Embora frequentemente associados à beleza e à forma física, os músculos podem até ajudar a salvar a sua vida. Garantir massa muscular favorece a saúde metabólica, longevidade e qualidade de vida. Músculos ajudam a regular a glicemia, prevenir osteoporose, proteger articulações e ainda funcionam como reserva metabólica em casos de doenças graves.
Benefícios comprovados
Segundo um estudo publicado na revista científica Endocrinology and Metabolism, o músculo esquelético é um órgão metabolicamente ativo que interage com outros órgãos. A atividade física regular e o exercício físico promoveriam o aumento da massa muscular e a liberação de substâncias que resultariam em efeitos positivos tanto no controle da glicose quando no das gorduras. Ou seja, quando o indivíduo se movimenta, está trabalhando mais do que imagina em prol de sua saúde: ele desenvolve uma proteção muscular que libera moléculas sinalizadoras que influenciam o fígado, o tecido adiposo, o pâncreas, os ossos, o coração e o cérebro, melhorando a saúde cardiovascular.
Não é à toa que atividades de fortalecimento muscular foram associadas a uma redução de 10% a 17% no risco de mortalidade por todas as causas, doenças cardiovasculares, câncer em geral, diabetes e câncer de pulmão, independentemente de atividades aeróbicas, conforme um estudo publicado no British Journal of Sports Medicine.
De acordo com a pesquisa, são indicados aproximadamente 30 a 60 minutos por semana de atividades de fortalecimento muscular. Além disso, o risco de diabetes diminuiu acentuadamente com até 60 minutos por semana do mesmo tipo de exercício. Quando esse cuidado é deixado de lado, as consequências começam a aparecer.
Como a perda muscular acelera o envelhecimento?

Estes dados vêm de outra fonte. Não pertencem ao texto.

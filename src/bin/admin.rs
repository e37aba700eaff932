//! CLI administration tool for the launch portal.
//!
//! Queries the configured GraphQL endpoint and manages the response cache
//! without going through the HTTP server.
//!
//! # Usage
//!
//! ```bash
//! # Aggregate statistics
//! cargo run --bin portal-admin -- stats
//!
//! # One launch with its derived status
//! cargo run --bin portal-admin -- show 109
//!
//! # Page through every launch the way the catalog does
//! cargo run --bin portal-admin -- walk --page-size 20 --video-only
//!
//! # Cache tools
//! cargo run --bin portal-admin -- cache check
//! cargo run --bin portal-admin -- cache evict launch:109
//! cargo run --bin portal-admin -- cache evict launches:10:20
//! ```
//!
//! # Environment Variables
//!
//! Same as the server: `GRAPHQL_ENDPOINT`, `REDIS_URL` / `REDIS_HOST`, ...

use launch_portal::config::{Config, load_from_env, mask_connection_string};
use launch_portal::domain::entities::{Launch, LaunchStats};
use launch_portal::domain::feed::{FeedParams, FetchOutcome, LaunchFeed, LaunchFilter};
use launch_portal::domain::repositories::LaunchRepository;
use launch_portal::infrastructure::cache::CacheService;
use launch_portal::infrastructure::graphql::queries::{
    GET_LAUNCH_DETAILS, GET_LAUNCHES, GET_LAUNCHES_SIMPLE,
};
use launch_portal::infrastructure::graphql::{
    GraphqlClient, GraphqlLaunchRepository, page_variables,
};
use launch_portal::server::{build_cache, build_graphql_client};
use launch_portal::utils::format::{full_date, group_thousands};
use launch_portal::utils::launch_id::validate_launch_id;

use anyhow::{Context, Result, bail};
use clap::{Parser, Subcommand};
use colored::*;
use dialoguer::Confirm;
use serde_json::json;
use std::sync::Arc;

/// CLI tool for the launch portal.
#[derive(Parser)]
#[command(name = "portal-admin")]
#[command(author, version, about, long_about = None)]
struct Cli {
    #[command(subcommand)]
    command: Commands,
}

/// Top-level command groups.
#[derive(Subcommand)]
enum Commands {
    /// Show aggregate launch statistics
    Stats,

    /// Show one launch
    Show {
        /// Launch id
        id: String,
    },

    /// Page through launches until the end of the data
    Walk {
        /// Records requested per page (1..=50)
        #[arg(short, long, default_value_t = 12)]
        page_size: usize,

        /// Keep only launches with a video link
        #[arg(long)]
        video_only: bool,

        /// Stop after this many pages
        #[arg(short, long)]
        max_pages: Option<usize>,
    },

    /// Response cache operations
    Cache {
        #[command(subcommand)]
        action: CacheAction,
    },
}

/// Cache subcommands.
#[derive(Subcommand)]
enum CacheAction {
    /// Check cache connectivity
    Check,

    /// Remove one cached query
    ///
    /// Each limit/offset pair is cached separately: `launches` is the home
    /// page list, `launches:LIMIT:OFFSET` one `/api/launches` page.
    Evict {
        /// `launches`, `launches:LIMIT[:OFFSET]`, `stats` or `launch:<id>`
        target: String,

        /// Skip confirmation prompt
        #[arg(short = 'y', long)]
        yes: bool,
    },
}

#[tokio::main]
async fn main() -> Result<()> {
    // Load environment variables from .env file
    dotenvy::dotenv().ok();

    let cli = Cli::parse();
    let config = load_from_env().context("Invalid configuration")?;

    let cache = build_cache(&config).await;
    let client = build_graphql_client(&config, cache.clone())?;

    match cli.command {
        Commands::Stats => handle_stats(client).await?,
        Commands::Show { id } => handle_show(client, &id).await?,
        Commands::Walk {
            page_size,
            video_only,
            max_pages,
        } => handle_walk(client, page_size, video_only, max_pages).await?,
        Commands::Cache { action } => handle_cache_action(action, &config, cache).await?,
    }

    Ok(())
}

/// Displays launch totals.
async fn handle_stats(client: Arc<GraphqlClient>) -> Result<()> {
    println!("{}", "📊 Launch Statistics".bright_blue().bold());
    println!();

    let repo = GraphqlLaunchRepository::uncached(client);
    let stats = repo
        .launch_stats()
        .await
        .map_err(|e| anyhow::anyhow!("Failed to fetch stats: {}", e))?;

    print_stats(&stats);
    Ok(())
}

fn print_stats(stats: &LaunchStats) {
    let rate = if stats.total == 0 {
        0.0
    } else {
        stats.successful as f64 * 100.0 / stats.total as f64
    };

    println!(
        "  Launches:      {}",
        group_thousands(stats.total).bright_green().bold()
    );
    println!(
        "  Successful:    {}",
        group_thousands(stats.successful).bright_green().bold()
    );
    println!(
        "  Success rate:  {}",
        format!("{rate:.1}%").bright_white().bold()
    );
    println!();
}

/// Displays one launch with its derived status.
async fn handle_show(client: Arc<GraphqlClient>, id: &str) -> Result<()> {
    validate_launch_id(id).map_err(|e| anyhow::anyhow!("{}", e.message()))?;

    let repo = GraphqlLaunchRepository::uncached(client);
    let launch = repo
        .find_by_id(id)
        .await
        .map_err(|e| anyhow::anyhow!("Failed to fetch launch: {}", e))?
        .context("Launch not found")?;

    print_launch(&launch);
    Ok(())
}

fn print_launch(launch: &Launch) {
    let status = launch.status();

    println!(
        "{} {}",
        "🚀".bright_blue(),
        launch.mission_name.bright_white().bold()
    );
    println!();
    println!("  ID:      {}", launch.id.bright_black());
    let date = launch.launch_date.map(full_date).unwrap_or_else(|| "-".to_string());
    println!("  Date:    {}", date.cyan());
    println!("  Status:  {} {}", status.icon(), status.label());
    println!(
        "  Rocket:  {} ({})",
        launch.rocket.name.cyan(),
        launch.rocket.kind
    );
    println!(
        "  Site:    {}",
        launch.site.as_deref().unwrap_or("-").cyan()
    );
    if let Some(video) = &launch.links.video_link {
        println!("  Video:   {}", video.bright_cyan());
    }
    println!("  Images:  {}", launch.links.flickr_images.len());
    if let Some(details) = &launch.details {
        println!();
        println!("  {}", details);
    }
    println!();
}

/// Drives a [`LaunchFeed`] to the end of the data, printing each page.
///
/// Stops at the first failed page with an error.
async fn handle_walk(
    client: Arc<GraphqlClient>,
    page_size: usize,
    video_only: bool,
    max_pages: Option<usize>,
) -> Result<()> {
    println!("{}", "🛰️  Walking launches".bright_blue().bold());
    println!();

    let params = FeedParams::new(page_size).with_filter(LaunchFilter::from_video_flag(video_only));
    let repo: Arc<dyn LaunchRepository> = Arc::new(GraphqlLaunchRepository::uncached(client));
    let feed = LaunchFeed::new(repo, params);

    let mut pages = 0;
    loop {
        if max_pages.is_some_and(|max| pages >= max) {
            println!("{}", "⏹  Page limit reached".yellow());
            break;
        }

        match feed.fetch_next_page().await {
            FetchOutcome::Appended { items, reached_end } => {
                pages += 1;
                let snapshot = feed.snapshot().await;
                println!(
                    "  Page {:<4} +{:<3} total {:<5} next offset {}",
                    pages.to_string().bright_white(),
                    items.len().to_string().green(),
                    snapshot.launches.len(),
                    snapshot.offset.to_string().bright_black()
                );
                if reached_end {
                    break;
                }
            }
            FetchOutcome::Exhausted => break,
            FetchOutcome::Failed { offset, message } => {
                bail!("Page at offset {} failed: {}", offset, message);
            }
            FetchOutcome::Busy | FetchOutcome::Cancelled => {
                bail!("Feed was interrupted");
            }
        }
    }

    let snapshot = feed.snapshot().await;
    println!();
    println!(
        "{} {} launches in {} pages",
        "✅".green(),
        snapshot.launches.len().to_string().bright_white().bold(),
        pages
    );
    println!();

    Ok(())
}

/// Dispatches cache commands.
async fn handle_cache_action(
    action: CacheAction,
    config: &Config,
    cache: Arc<dyn CacheService>,
) -> Result<()> {
    match action {
        CacheAction::Check => check_cache(config, cache).await,
        CacheAction::Evict { target, yes } => evict(cache, &target, yes).await,
    }
}

async fn check_cache(config: &Config, cache: Arc<dyn CacheService>) -> Result<()> {
    println!("{}", "🔍 Checking cache...".bright_blue());

    let Some(redis_url) = &config.redis_url else {
        println!("{}", "⚠️  Cache disabled (no REDIS_URL / REDIS_HOST)".yellow());
        return Ok(());
    };

    println!("  Redis: {}", mask_connection_string(redis_url).cyan());

    if cache.health_check().await {
        println!("{}", "✅ Cache reachable".green().bold());
        Ok(())
    } else {
        bail!("Cache unreachable")
    }
}

/// Maps an evict target to its cache key.
fn cache_key_for(target: &str) -> Result<String> {
    match target {
        "launches" => Ok(GraphqlClient::cache_key(&GET_LAUNCHES, &json!({}))),
        "stats" => Ok(GraphqlClient::cache_key(&GET_LAUNCHES_SIMPLE, &json!({}))),
        other => {
            if let Some(id) = other.strip_prefix("launch:") {
                validate_launch_id(id).map_err(|e| anyhow::anyhow!("{}", e.message()))?;
                return Ok(GraphqlClient::cache_key(
                    &GET_LAUNCH_DETAILS,
                    &json!({ "id": id }),
                ));
            }
            if let Some(page) = other.strip_prefix("launches:") {
                let (limit, offset) = parse_page(page)?;
                return Ok(GraphqlClient::cache_key(
                    &GET_LAUNCHES,
                    &page_variables(limit, offset),
                ));
            }
            bail!(
                "Unknown target '{}': expected launches, launches:LIMIT[:OFFSET], stats or launch:<id>",
                other
            )
        }
    }
}

/// Parses `LIMIT[:OFFSET]`; an empty part means the value was not sent.
fn parse_page(page: &str) -> Result<(Option<usize>, Option<usize>)> {
    let (limit, offset) = page.split_once(':').unwrap_or((page, ""));
    let parse = |value: &str| -> Result<Option<usize>> {
        if value.is_empty() {
            Ok(None)
        } else {
            value
                .parse::<usize>()
                .map(Some)
                .with_context(|| format!("Invalid number '{value}' in launches target"))
        }
    };
    Ok((parse(limit)?, parse(offset)?))
}

async fn evict(cache: Arc<dyn CacheService>, target: &str, skip_confirm: bool) -> Result<()> {
    println!("{}", "🧹 Evict cached query".bright_blue().bold());
    println!();

    let key = cache_key_for(target)?;
    println!("  Target: {}", target.cyan());
    println!("  Key:    {}", key.bright_black());
    println!();

    if !skip_confirm {
        let confirmed = Confirm::new()
            .with_prompt("Remove this entry?")
            .default(false)
            .interact()?;

        if !confirmed {
            println!("{}", "❌ Cancelled".red());
            return Ok(());
        }
    }

    let removed = cache
        .invalidate(&key)
        .await
        .map_err(|e| anyhow::anyhow!("Failed to evict: {}", e))?;

    if removed {
        println!("{}", "✅ Entry removed".green().bold());
    } else {
        println!("{}", "ℹ️  Nothing cached under this key".yellow());
    }
    println!();

    Ok(())
}

#[cfg(test)]
mod tests {
    use super::*;

    #[test]
    fn test_launch_page_targets_match_api_keys() {
        assert_eq!(
            cache_key_for("launches:10:20").unwrap(),
            GraphqlClient::cache_key(&GET_LAUNCHES, &json!({ "limit": 10, "offset": 20 }))
        );
        assert_eq!(
            cache_key_for("launches:5").unwrap(),
            GraphqlClient::cache_key(&GET_LAUNCHES, &json!({ "limit": 5 }))
        );
        assert_eq!(
            cache_key_for("launches").unwrap(),
            GraphqlClient::cache_key(&GET_LAUNCHES, &json!({}))
        );
    }

    #[test]
    fn test_rejects_unknown_targets() {
        assert!(cache_key_for("launches:ten").is_err());
        assert!(cache_key_for("launch:bad.id").is_err());
        assert!(cache_key_for("everything").is_err());
    }
}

O envelhecimento biológico é acompanhado por declínios tanto na massa quanto na função muscular esquelética, condição denominada sarcopenia. Segundo um artigo recente, publicado na revista Clinical Science, as consequências dessas perdas podem ser muito prejudiciais tanto nos desfechos clínicos (por exemplo, mortalidade, fragilidade e complicações pós-tratamento) quanto nos sociais, como manutenção da independência.
Diante desse cenário, a boa notícia é que a perda muscular é evitável. Outra revisão publicada na revista Nutrients apontou que fatores como alimentação adequada, ingestão de proteínas, prática de exercícios e até o equilíbrio da microbiota intestinal desempenham um papel fundamental na preservação da saúde muscular ao longo da vida.
“É importante ressaltar que uma estratégia personalizada é essencial, principalmente quando se trata de uma população específica e diversificada como a de idosos. Eles precisam de um programa de treinamento bem estruturado e cuidadosamente administrado, além de uma dieta com ou sem suplementação, ajustada às suas necessidades específicas”, aconselha o estudo.
Esse problema não preocupa somente os idosos. A população geral, sem boa manutenção dos músculos, também pode perder em caso de hospitalizações, principalmente as de longa duração ou UTI. Em dez dias após a internação do paciente, a perda muscular já é verificável, principalmente do quadríceps, segundo a Associação de Medicina Intensiva Brasileira (AMIB).
“Além disso, cerca de 20% a 70% deles apresentam baixa massa muscular no momento da sua admissão na UTI. Já os casos de atrofia muscular estão associados à pior mortalidade, aumento do tempo de internação hospitalar e na UTI”, diz a entidade.
Embora não exista uma quantidade mínima de massa muscular que garanta boa saúde, os malefícios da falta dela estão comprovados e indicam a importância de cada pessoa buscar formas de preservá-la ao longo da vida, independentemente da idade.